The thing that will remain with me after finishing this novel is the absolute commitment and determination of these women. How much easier would have been – having suffered two weeks in prison with the bed bugs horrible food and the threat of losing their jobs upon release - to have thought I’ve done my bit – and to leave the struggle for someone else to take up. Not these women, and the freedoms and equality women now enjoy are due to these nameless women whose cry of “No Surrender” rang through the walls of Holloway and the drawing rooms of the aristocracy and out on to the streets, a cry that was taken up by more and more voices. This is a novel I would say should be read by all women – maybe by all people. ( )
2 abstimmen Heaven-Ali | Apr 13, 2013 |
No Surrender was published in 1911 at the height of the women’s suffrage movement in England. The novel tells the story of to women from different walks of life: Jenny Clegg, a former mill worker, and Mary O’Neil, an upper-class woman who gets Jenny involved in the suffragette movement. No Surrender is a product of Constance Maud’s involvement with the Women Writers Suffrage League, an organization that sought to change public opinion with the use of words, and whose members included Violet Hunt and May Sinclair.

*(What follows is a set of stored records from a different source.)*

use std::time::Duration;

use anyhow::{anyhow, bail, Context, Result};
use async_trait::async_trait;
use reqwest::Client;
use serde::{Deserialize, Serialize};
use tokio::time::sleep;

use super::{LlmClient, LlmSettings};

/// Chat-completions client for OpenAI-compatible endpoints.
#[derive(Debug, Clone)]
pub struct OpenAiClient {
    http: Client,
    url: String,
    api_key: String,
    model: String,
    max_retries: u32,
}

impl OpenAiClient {
    pub fn new(settings: &LlmSettings) -> Result<Self> {
        if settings.api_key.trim().is_empty() {
            bail!("OpenAI API key must be provided via TRADE_GUARD_API_KEY");
        }
        let base = settings
            .endpoint
            .clone()
            .unwrap_or_else(|| "https://api.openai.com".to_string());
        let url = format!("{}/v1/chat/completions", base.trim_end_matches('/'));
        let http = Client::builder()
            .user_agent("trade-guard/0.3")
            .timeout(Duration::from_secs(settings.timeout_secs.unwrap_or(30)))
            .build()
            .context("failed to build completion HTTP client")?;
        Ok(Self {
            http,
            url,
            api_key: settings.api_key.clone(),
            model: settings
                .model
                .clone()
                .unwrap_or_else(|| "gpt-4o-mini".to_string()),
            max_retries: settings.max_retries,
        })
    }
}

#[async_trait]
impl LlmClient for OpenAiClient {
    async fn complete(&self, instructions: &str, prompt: &str) -> Result<String> {
        let payload = ChatRequest {
            model: self.model.clone(),
            messages: vec![
                ChatMessage {
                    role: "system".into(),
                    content: instructions.to_string(),
                },
                ChatMessage {
                    role: "user".into(),
                    content: prompt.to_string(),
                },
            ],
            temperature: 0.0,
        };

        let mut attempt = 0u32;
        let mut backoff = Duration::from_millis(200);
        loop {
            let response = self
                .http
                .post(&self.url)
                .bearer_auth(&self.api_key)
                .json(&payload)
                .send()
                .await;

            let response = match response {
                Ok(resp) => resp,
                Err(err) => {
                    if attempt >= self.max_retries {
                        return Err(err).context("failed to call chat completions API");
                    }
                    sleep(backoff).await;
                    backoff = (backoff * 2).min(Duration::from_secs(5));
                    attempt += 1;
                    continue;
                }
            };

            if !response.status().is_success() {
                if attempt >= self.max_retries {
                    let status = response.status();
                    let body = response.text().await.unwrap_or_default();
                    bail!("completion API error ({}): {}", status, body);
                }
                sleep(backoff).await;
                backoff = (backoff * 2).min(Duration::from_secs(5));
                attempt += 1;
                continue;
            }

            let completion: ChatResponse = response
                .json()
                .await
                .context("failed to parse completion response")?;
            let content = completion
                .choices
                .into_iter()
                .find_map(|choice| choice.message.content)
                .ok_or_else(|| anyhow!("completion response missing message content"))?;
            return Ok(content);
        }
    }
}

#[derive(Serialize)]
struct ChatRequest {
    model: String,
    messages: Vec<ChatMessage>,
    temperature: f32,
}

#[derive(Serialize)]
struct ChatMessage {
    role: String,
    content: String,
}

#[derive(Deserialize)]
struct ChatResponse {
    choices: Vec<ChatChoice>,
}

#[derive(Deserialize)]
struct ChatChoice {
    message: ChatResponseMessage,
}

#[derive(Deserialize)]
struct ChatResponseMessage {
    #[serde(default)]
    content: Option<String>,
}

#[cfg(test)]
mod tests {
    use super::*;
    use httpmock::prelude::*;

    fn base_settings(url: String) -> LlmSettings {
        LlmSettings {
            provider: "openai".into(),
            api_key: "test-key".into(),
            endpoint: Some(url),
            model: Some("gpt-test".into()),
            timeout_secs: Some(5),
            max_retries: 0,
        }
    }

    #[test]
    fn rejects_blank_api_key() {
        let mut settings = base_settings("http://localhost".into());
        settings.api_key = "  ".into();
        assert!(OpenAiClient::new(&settings).is_err());
    }

    #[tokio::test]
    #[ignore = "requires loopback networking"]
    async fn complete_returns_message_content() {
        let server = MockServer::start();
        let mock = server.mock(|when, then| {
            when.method(POST)
                .path("/v1/chat/completions")
                .header("authorization", "Bearer test-key");
            then.status(200)
                .header("content-type", "application/json")
                .body(r#"{"choices":[{"message":{"content":"{\"findings\":[]}"}}]}"#);
        });

        let client = OpenAiClient::new(&base_settings(server.base_url())).unwrap();
        let content = client.complete("sys", "prompt").await.unwrap();
        assert_eq!(content, r#"{"findings":[]}"#);
        mock.assert();
    }

    #[tokio::test]
    #[ignore = "requires loopback networking"]
    async fn retries_then_surfaces_api_error() {
        let server = MockServer::start();
        let mock = server.mock(|when, then| {
            when.method(POST).path("/v1/chat/completions");
            then.status(500);
        });

        let mut settings = base_settings(server.base_url());
        settings.max_retries = 1;
        let client = OpenAiClient::new(&settings).unwrap();
        let err = client.complete("sys", "prompt").await.unwrap_err();
        assert!(err.to_string().contains("completion API error"));
        mock.assert_hits(2);
    }
}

As a piece of social history, No Surrender is excellent in its portrayal of the suffrage movement. But this isn’t necessarily a novel that’s just about suffrage. It’s also about the struggle against oppressive authority and the senseless rules that, to give an example from the novel, allow a husband to send his children to Australia without the mother’s consent. Jenny and Mary aren’t individual characters so much as they are representative of the larger idea and principle, to gain suffrage not only for women but for working-class men, too. Se we also see undercurrents of socialism. No Surrender is extremely humorous in many places, particularly when Jenny disguises herself as a servant in order to break up a dinner party; or when Mary demands to know why she wasn’t arrested when she visits the prison.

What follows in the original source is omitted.